En los últimos tiempos se ha producido en diferentes países una serie de fuertes crisis bancarias que ofrecen importantes lecciones para el México de hoy. La frecuencia de dichas crisis se ha incrementado en los últimos dos decenios, tanto en países latinoamericanos como en los escandinavos, en Estados Unidos, en Japón y, más recientemente, en el sureste asiático.
La primera lección que se desprende de estas experiencias es que resulta muy peligroso autorizar la capitalización de intereses a rajatabla, ya que ello ahuyenta a los futuros clientes de los bancos. El tema es de singular relevancia porque en estos momentos la Suprema Corte de Justicia de la Nación delibera sobre este espinoso problema. En uno de los casos más exitosos de superación de una crisis bancaria, que fue la de Chile en 1984, debe recordarse --como lo demuestra un reciente estudio del Banco Interamericano de Desarrollo-- que los reguladores reconocieron que debían impedir que los bancos capitalizaran los intereses de los préstamos a deudores en situación de incumplimiento.1 Posteriormente, el gobierno chileno aportó suficientes fondos públicos para apuntalar al sistema bancario nacional.
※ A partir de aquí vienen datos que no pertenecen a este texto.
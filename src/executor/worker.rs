// worker thread of a concurrent queue
use super::panic_handler::PanicHandler;
use super::task::Task;
use crate::util::Backoff;
use crossbeam_deque::{Injector, Steal, Stealer, Worker as WorkerQueue};
use std::sync::atomic::{AtomicBool, AtomicUsize, Ordering};
use std::sync::Arc;

pub type WorkerId = usize;

/// Everything a worker shares with its pool.
pub(crate) struct WorkerContext {
    pub stealers: Vec<Stealer<Task>>,
    pub injector: Arc<Injector<Task>>,
    pub shutdown: Arc<AtomicBool>,
    pub pending: Arc<AtomicUsize>,
    pub panic_handler: Arc<PanicHandler>,
}

pub(crate) struct Worker {
    pub id: WorkerId,
    pub local_queue: WorkerQueue<Task>,
}

impl Worker {
    pub fn new(id: WorkerId) -> Self {
        Self {
            id,
            local_queue: WorkerQueue::new_fifo(),
        }
    }

    // main loop
    pub fn run(&self, ctx: WorkerContext) {
        let mut backoff = Backoff::new();

        loop {
            // local -> global -> steal
            if let Some(task) = self.find_task(&ctx.stealers, &ctx.injector) {
                backoff.reset();
                ctx.pending.fetch_sub(1, Ordering::AcqRel);
                ctx.panic_handler.run(task);
            } else if ctx.shutdown.load(Ordering::Acquire) {
                // backlog drained
                break;
            } else {
                backoff.snooze();
            }
        }
    }

    fn find_task(&self, stealers: &[Stealer<Task>], injector: &Injector<Task>) -> Option<Task> {
        if let Some(task) = self.local_queue.pop() {
            return Some(task);
        }

        loop {
            match injector.steal_batch_and_pop(&self.local_queue) {
                Steal::Success(task) => return Some(task),
                Steal::Empty => break,
                Steal::Retry => continue,
            }
        }

        self.try_steal_from_workers(stealers)
    }

    fn try_steal_from_workers(&self, stealers: &[Stealer<Task>]) -> Option<Task> {
        use rand::seq::SliceRandom;
        use rand::thread_rng;

        if stealers.len() < 2 {
            return None;
        }

        let mut indices: Vec<usize> = (0..stealers.len()).collect();
        indices.shuffle(&mut thread_rng());

        for &idx in &indices {
            if idx == self.id {
                continue;
            }

            loop {
                match stealers[idx].steal_batch_and_pop(&self.local_queue) {
                    Steal::Success(task) => return Some(task),
                    Steal::Empty => break,
                    Steal::Retry => continue,
                }
            }
        }

        None
    }
}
El contraste con la forma de resolver la crisis bancaria en México desde 1995 es clara. Podrá recordarse que después de la devaluación de diciembre de 1994 se autorizó a los bancos a aumentar súbitamente y, luego, capitalizar intereses, con lo cual se suponía que podrían evitar pérdidas. Sin embargo, ello simplemente llevó a centenares de miles de deudores al incumplimiento definitivo de pagos. Dicha situación indefectiblemente puso a muchos bancos al borde del colapso, por lo que se aplicaron medidas para que el gobierno absorbiera un enorme volumen de carteras vencidas y salvara de nuevo a todos los bancos, virtualmente sin discriminación. Era evidente que algunos bancos debieron haberse disuelto para enviar una señal clara acerca de los castigos que debían pagar los banqueros más irresponsables. Pero esto no se hizo, lo que creó aún más confusión.
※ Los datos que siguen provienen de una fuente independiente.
use super::panic_handler::PanicHandler;
use super::task::Task;
use super::{ExecutionQueue, QueueKind};
use crate::config::Config;
use crate::error::Result;
use crate::util::thread as qthread;
use crossbeam_channel::{Receiver, Sender};
use std::sync::Arc;
use std::thread::{JoinHandle, ThreadId};

/// One dedicated thread draining a FIFO channel; tasks never overlap.
pub struct SerialQueue {
    label: String,
    sender: Option<Sender<Task>>,
    thread: Option<JoinHandle<()>>,
    thread_id: ThreadId,
    panic_handler: Arc<PanicHandler>,
}

impl SerialQueue {
    pub fn new(config: &Config, label: String, nice: i32) -> Result<Self> {
        let (sender, receiver) = crossbeam_channel::unbounded();
        let panic_handler = Arc::new(PanicHandler::new(config.panic_strategy));
        let adjust = config.adjust_thread_priority;

        let handler = panic_handler.clone();
        let thread_label = label.clone();
        let thread = qthread::spawn(config, label.clone(), move || {
            if adjust {
                qthread::lower_current_priority(nice);
            }
            drain(&thread_label, receiver, &handler);
        })?;
        let thread_id = thread.thread().id();

        tracing::debug!(queue = %label, "serial queue started");

        Ok(Self {
            label,
            sender: Some(sender),
            thread: Some(thread),
            thread_id,
            panic_handler,
        })
    }

    /// Whether the caller is running on this queue's thread.
    pub fn is_current(&self) -> bool {
        std::thread::current().id() == self.thread_id
    }

    pub(crate) fn run_inline(&self, task: Task) {
        self.panic_handler.run(task);
    }
}

fn drain(label: &str, receiver: Receiver<Task>, handler: &PanicHandler) {
    // Ends once the queue drops its sender and the backlog is empty.
    for task in receiver.iter() {
        handler.run(task);
    }
    tracing::debug!(queue = %label, "serial queue stopped");
}

impl ExecutionQueue for SerialQueue {
    fn submit(&self, task: Task) {
        if let Some(sender) = &self.sender {
            if let Err(err) = sender.send(task) {
                tracing::warn!(queue = %self.label, task = ?err.into_inner().id(), "serial queue closed, task dropped");
            }
        }
    }

    fn kind(&self) -> QueueKind {
        QueueKind::Serial
    }

    fn label(&self) -> &str {
        &self.label
    }

    fn pending(&self) -> usize {
        self.sender.as_ref().map_or(0, |sender| sender.len())
    }

    fn panic_count(&self) -> usize {
        self.panic_handler.panic_count()
    }
}

impl std::fmt::Debug for SerialQueue {
    fn fmt(&self, f: &mut std::fmt::Formatter<'_>) -> std::fmt::Result {
        f.debug_struct("SerialQueue")
            .field("label", &self.label)
            .field("thread_id", &self.thread_id)
            .finish()
    }
}

impl Drop for SerialQueue {
    fn drop(&mut self) {
        self.sender.take();
        if let Some(thread) = self.thread.take() {
            qthread::join_unless_current(thread);
        }
    }
}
En el momento actual, la banca mexicana tiene en sus libros cerca de un millón de créditos hipotecarios, de los cuales al menos una cuarta parte están en mora o suspensión de pagos. En otras palabras, más de un cuarto de millón de familias mexicanas requieren alguna fórmula para poder restructurar sus deudas. Si se autoriza la capitalización de intereses, dicha fórmula se esfumará. En segundo término, habrá muy pocos clientes que en el futuro quieran aceptar créditos hipotecarios de la banca mexicana, en previsión del enorme castigo que ello podría suponer.
Sin embargo, es improbable que la economía mexicana doméstica pueda expandirse de manera sustancial si no se reactiva la industria de construcción (particularmente la de vivienda) y ello dependerá en forma sustancial de nuevas fórmulas para ofrecer créditos hipotecarios que sean seguros no sólo para los bancos sino también para los futuros dueños de residencias familiares. Si hay que incrementar la deuda pública interna no debe ser simplemente para respaldar a los bancos, sino para servir de soporte a un sistema de crédito hipotecario a largo plazo que cubra gradualmente las enormes deficiencias del país en materia de vivienda y para impulsar a la fundamental industria de la construcción.
1 R. Hausman y L. Rojas-Suárez, Las crisis bancarias en América Latina, BID/FCE, 1997.